I took a shot at an XSLT based discombobulator and have some initial thoughts:

There are a range of possible implementations to consider. The ultimate might be a DITA-aware DTD in respecializable syntax, but the minimum might well be simply an identity transform that strips out the hints for a result that is ready for use as a field-based form. I consider both those examples to be illustrative endpoints, but:
a) we need to decide if there are any in-between use cases that are goals for this group (I can imagine an editor driven solely by Schematron rules that enshrine the template's intent, for example),
b) we need a story about how such a template can be created in the first case (e.g., with a validating editor I can create an Erik Hennum-style "specialization by example" -- http://svdig.ditamap.com/SpecializationWhyWhenHow.ppt). That process is not possible with Michael's template which contains special attributes.

Phase 1: Use an identity transform to parse the template into a web-based form using contentEditable sections. This is eminently doable and gets the resulting implementation into a useful form in the fastest manner.

Phase 2: Allocate some time to explore how far we can go with an XSLT-based analyzer. This could be open-ended which is why I think we need a way to budget the time and at least come away with recommendations. The difficulty lies in using XSLT for pure algorithmic function, not simply as a transform. XSLT 2.0 and 3.0 offer increasing capability here (some examples: http://www.saxonica.com/papers/ideadb-1.1/mhk-paper.xml).
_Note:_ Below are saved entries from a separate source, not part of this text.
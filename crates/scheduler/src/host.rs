//! The "run this once, next frame" capability and its two stock implementations.

use alloc::collections::VecDeque;
use core::cell::{Cell, RefCell};
use core::mem;

use anyhow::Result;
use log::{debug, error};

/// A one-shot deferred callback. Errors are reported to whoever runs the frame.
pub type FrameCallback = Box<dyn FnOnce() -> Result<()>>;

/// Host primitive equivalent to an animation-frame request.
pub trait FrameHost {
    /// Run `callback` once, after the current pass.
    fn run_next(&self, callback: FrameCallback);
}

/// Manually stepped frame queue.
///
/// Callbacks requested while a frame is running are kept for the following frame,
/// matching how a browser treats `requestAnimationFrame` calls made from inside a
/// frame callback.
#[derive(Default)]
pub struct FrameQueue {
    queue: RefCell<VecDeque<FrameCallback>>,
    frames: Cell<u64>,
}

impl FrameQueue {
    #[inline]
    #[must_use]
    pub fn new() -> Self {
        Self::default()
    }

    /// Number of callbacks waiting for the next frame.
    #[must_use]
    pub fn pending(&self) -> usize {
        self.queue.borrow().len()
    }

    /// Number of frames run so far.
    #[must_use]
    pub fn frame_count(&self) -> u64 {
        self.frames.get()
    }

    /// Run every callback queued before this call.
    ///
    /// All callbacks run even when one fails. Every failure is logged and the first
    /// one is returned. On success returns how many callbacks ran.
    ///
    /// # Errors
    /// Returns the first error produced by a callback of this frame.
    pub fn run_frame(&self) -> Result<usize> {
        let batch = mem::take(&mut *self.queue.borrow_mut());
        self.frames.set(self.frames.get().saturating_add(1));
        let ran = batch.len();
        let mut first_error = None;
        for callback in batch {
            if let Err(err) = callback() {
                error!("frame {}: callback failed: {err:#}", self.frames.get());
                first_error.get_or_insert(err);
            }
        }
        debug!("frame {}: ran {ran} callbacks", self.frames.get());
        first_error.map_or(Ok(ran), Err)
    }
}

impl FrameHost for FrameQueue {
    fn run_next(&self, callback: FrameCallback) {
        self.queue.borrow_mut().push_back(callback);
    }
}

/// Runs every callback synchronously inside `run_next`.
///
/// There is no caller to hand errors back to, so they are logged.
#[derive(Debug, Default, Clone, Copy)]
pub struct ImmediateHost;

impl FrameHost for ImmediateHost {
    fn run_next(&self, callback: FrameCallback) {
        if let Err(err) = callback() {
            error!("immediate frame callback failed: {err:#}");
        }
    }
}

#[cfg(test)]
mod tests {
    use super::*;
    use alloc::rc::Rc;
    use anyhow::anyhow;

    #[test]
    fn callbacks_queued_during_a_frame_wait_for_the_next() {
        let queue = Rc::new(FrameQueue::new());
        let order = Rc::new(RefCell::new(Vec::new()));

        let inner_queue = Rc::clone(&queue);
        let sink = Rc::clone(&order);
        queue.run_next(Box::new(move || {
            sink.borrow_mut().push("first");
            let later = Rc::clone(&sink);
            inner_queue.run_next(Box::new(move || {
                later.borrow_mut().push("second");
                Ok(())
            }));
            Ok(())
        }));

        assert_eq!(queue.run_frame().unwrap(), 1);
        assert_eq!(*order.borrow(), vec!["first"]);
        assert_eq!(queue.pending(), 1);
        assert_eq!(queue.run_frame().unwrap(), 1);
        assert_eq!(*order.borrow(), vec!["first", "second"]);
        assert_eq!(queue.frame_count(), 2);
    }

    #[test]
    fn failing_callback_does_not_starve_the_rest() {
        let queue = FrameQueue::new();
        let ran = Rc::new(Cell::new(0));
        queue.run_next(Box::new(|| Err(anyhow!("boom"))));
        let counter = Rc::clone(&ran);
        queue.run_next(Box::new(move || {
            counter.set(counter.get() + 1);
            Ok(())
        }));
        queue.run_next(Box::new(|| Err(anyhow!("second"))));

        let err = queue.run_frame().unwrap_err();
        assert_eq!(err.to_string(), "boom");
        assert_eq!(ran.get(), 1);
        assert_eq!(queue.pending(), 0);
    }

    #[test]
    fn immediate_host_runs_inline() {
        let ran = Rc::new(Cell::new(false));
        let flag = Rc::clone(&ran);
        ImmediateHost.run_next(Box::new(move || {
            flag.set(true);
            Ok(())
        }));
        assert!(ran.get());
    }
}
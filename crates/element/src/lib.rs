#![allow(
    clippy::missing_docs_in_private_items,
    reason = "Internal implementation details don't need public documentation"
)]
#![allow(
    clippy::missing_inline_in_public_items,
    reason = "Inlining decisions left to compiler for this crate"
)]

//! Custom element core.
//!
//! A concrete element implements [`CustomElement`]; an [`ElementLifecycle`] wraps it
//! and turns host notifications into one first render followed by attribute
//! updates coalesced into at most one flush per frame.

extern crate alloc;

pub mod attributes;
pub mod config;
pub mod data;
pub mod hooks;
pub mod lifecycle;
pub mod telemetry;

pub use attributes::{AttributeChange, AttributeChangeBuffer};
pub use config::ElementConfig;
pub use data::InternalData;
pub use hooks::{CustomElement, ElementContext, HookPhase, Isolation, UpdateFlow, UpdateMode};
pub use lifecycle::{ElementHandle, ElementLifecycle, LifecycleState};
pub use telemetry::LifecycleCounters;
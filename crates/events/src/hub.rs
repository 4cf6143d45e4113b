//! Fan-out hub: one call, every listener, results collected per key.

use crate::registry::{HubKey, Registry, SubscriptionChange};

type Callback<P, R, A> = Box<dyn Fn(&A, &P) -> R>;

struct Listener<P, R, A> {
    callback: Callback<P, R, A>,
    args: A,
}

/// Result of [`EventHub::call`].
///
/// The shape depends on how many listeners fired: nothing, a bare result for the
/// common single-listener case, or every result keyed by subscription.
#[derive(Debug, Clone, PartialEq, Eq)]
pub enum Dispatch<R> {
    Empty,
    Single(R),
    Keyed(Vec<(HubKey, R)>),
}

impl<R> Dispatch<R> {
    pub fn is_empty(&self) -> bool {
        matches!(self, Self::Empty)
    }

    /// Number of listeners that fired.
    pub fn len(&self) -> usize {
        match self {
            Self::Empty => 0,
            Self::Single(_) => 1,
            Self::Keyed(results) => results.len(),
        }
    }

    /// Result for `key`. Only keyed dispatches carry keys.
    pub fn get(&self, key: &HubKey) -> Option<&R> {
        match self {
            Self::Keyed(results) => results
                .iter()
                .find(|(existing, _)| existing == key)
                .map(|(_, result)| result),
            Self::Empty | Self::Single(_) => None,
        }
    }

    pub fn into_single(self) -> Option<R> {
        match self {
            Self::Single(result) => Some(result),
            Self::Empty | Self::Keyed(_) => None,
        }
    }

    /// Every result in firing order, whatever the shape.
    pub fn into_values(self) -> Vec<R> {
        match self {
            Self::Empty => Vec::new(),
            Self::Single(result) => vec![result],
            Self::Keyed(results) => results.into_iter().map(|(_, result)| result).collect(),
        }
    }
}

/// Keyed registry of callbacks invoked with `params: P`, returning `R`.
///
/// Each listener may carry fixed arguments `A`, passed ahead of the call parameters.
pub struct EventHub<P, R = (), A = ()> {
    registry: Registry<Listener<P, R, A>>,
}

impl<P, R, A> EventHub<P, R, A> {
    pub const fn new() -> Self {
        Self {
            registry: Registry::new(),
        }
    }

    /// Register `callback` under `key` with fixed arguments, replacing any previous entry.
    pub fn add_with<F>(&mut self, key: impl Into<HubKey>, args: A, callback: F)
    where
        F: Fn(&A, &P) -> R + 'static,
    {
        self.registry.insert(
            key.into(),
            Listener {
                callback: Box::new(callback),
                args,
            },
        );
    }

    /// Register under a freshly minted key and return it.
    pub fn push_with<F>(&mut self, args: A, callback: F) -> HubKey
    where
        F: Fn(&A, &P) -> R + 'static,
    {
        let key = self.registry.fresh_key();
        self.add_with(key.clone(), args, callback);
        key
    }

    /// Remove the entry for `key`. The subscription sub-hub is notified either way.
    pub fn remove(&mut self, key: &HubKey) -> bool {
        self.registry.remove(key).is_some()
    }

    pub fn has(&self, key: &HubKey) -> bool {
        self.registry.contains(key)
    }

    pub fn count(&self) -> usize {
        self.registry.len()
    }

    pub fn have_events(&self) -> bool {
        self.count() > 0
    }

    /// Keys in firing order.
    pub fn keys(&self) -> impl Iterator<Item = &HubKey> {
        self.registry.iter().map(|(key, _)| key)
    }

    /// Drop every entry without per-entry removal notifications.
    pub fn clear(&mut self) {
        self.registry.clear();
    }

    /// Invoke every listener in registration order.
    pub fn call(&self, params: &P) -> Dispatch<R> {
        let mut results: Vec<(HubKey, R)> = self
            .registry
            .iter()
            .map(|(key, listener)| (key.clone(), (listener.callback)(&listener.args, params)))
            .collect();
        match results.len() {
            0 => Dispatch::Empty,
            1 => match results.pop() {
                Some((_, result)) => Dispatch::Single(result),
                None => Dispatch::Empty,
            },
            _ => Dispatch::Keyed(results),
        }
    }

    /// Sub-hub notified when subscriptions are added or removed. Created on first access.
    pub fn subscriptions(&mut self) -> &mut EventHub<SubscriptionChange> {
        self.registry.watchers()
    }
}

impl<P, R, A: Default> EventHub<P, R, A> {
    /// Register `callback` under `key`, replacing any previous entry.
    pub fn add<F>(&mut self, key: impl Into<HubKey>, callback: F)
    where
        F: Fn(&P) -> R + 'static,
    {
        self.add_with(key, A::default(), move |_, params| callback(params));
    }

    /// Register under a freshly minted key and return it.
    pub fn push<F>(&mut self, callback: F) -> HubKey
    where
        F: Fn(&P) -> R + 'static,
    {
        self.push_with(A::default(), move |_, params| callback(params))
    }
}

impl<P, R, A> Default for EventHub<P, R, A> {
    fn default() -> Self {
        Self::new()
    }
}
Phase 3: Allocate some time to explore developing a separate parser in the programming language that will be used for the other algorithmic function. We'd be trading "easy to parse; hard to compute" for "hard to parse; easy to compute" as it were. I don't know if one is better than the other; it may be a case of which skills one is most productive with.

Yes, let's set up a Git home at OASIS. I'd like to ask someone's help with this. And to seed it, attached are the quasi-Phase 2 starter files I've worked with. All I did was make the template to be well-formed xml and extended an identity transform to get to where I could see the flat decomposition of all the node types (see the HTML result, where the numerics inside the square brackets indicate the string length so that I could see "whitespace" contributions to the view). From this one would have to count occurrences, capture nesting relationships, etc. to build up a text-based DTD-like output rendition of the model (not a transformation, per se). I added my PHP-based transform "ANT" file--you can use your preferred approach from here on. Ask me offline if you want a how-to, which was not my intent in this note.

I will turn my own work to the Phase 1 approach since I'm much closer to having that as a working demo in the application that spawned the template suggestion.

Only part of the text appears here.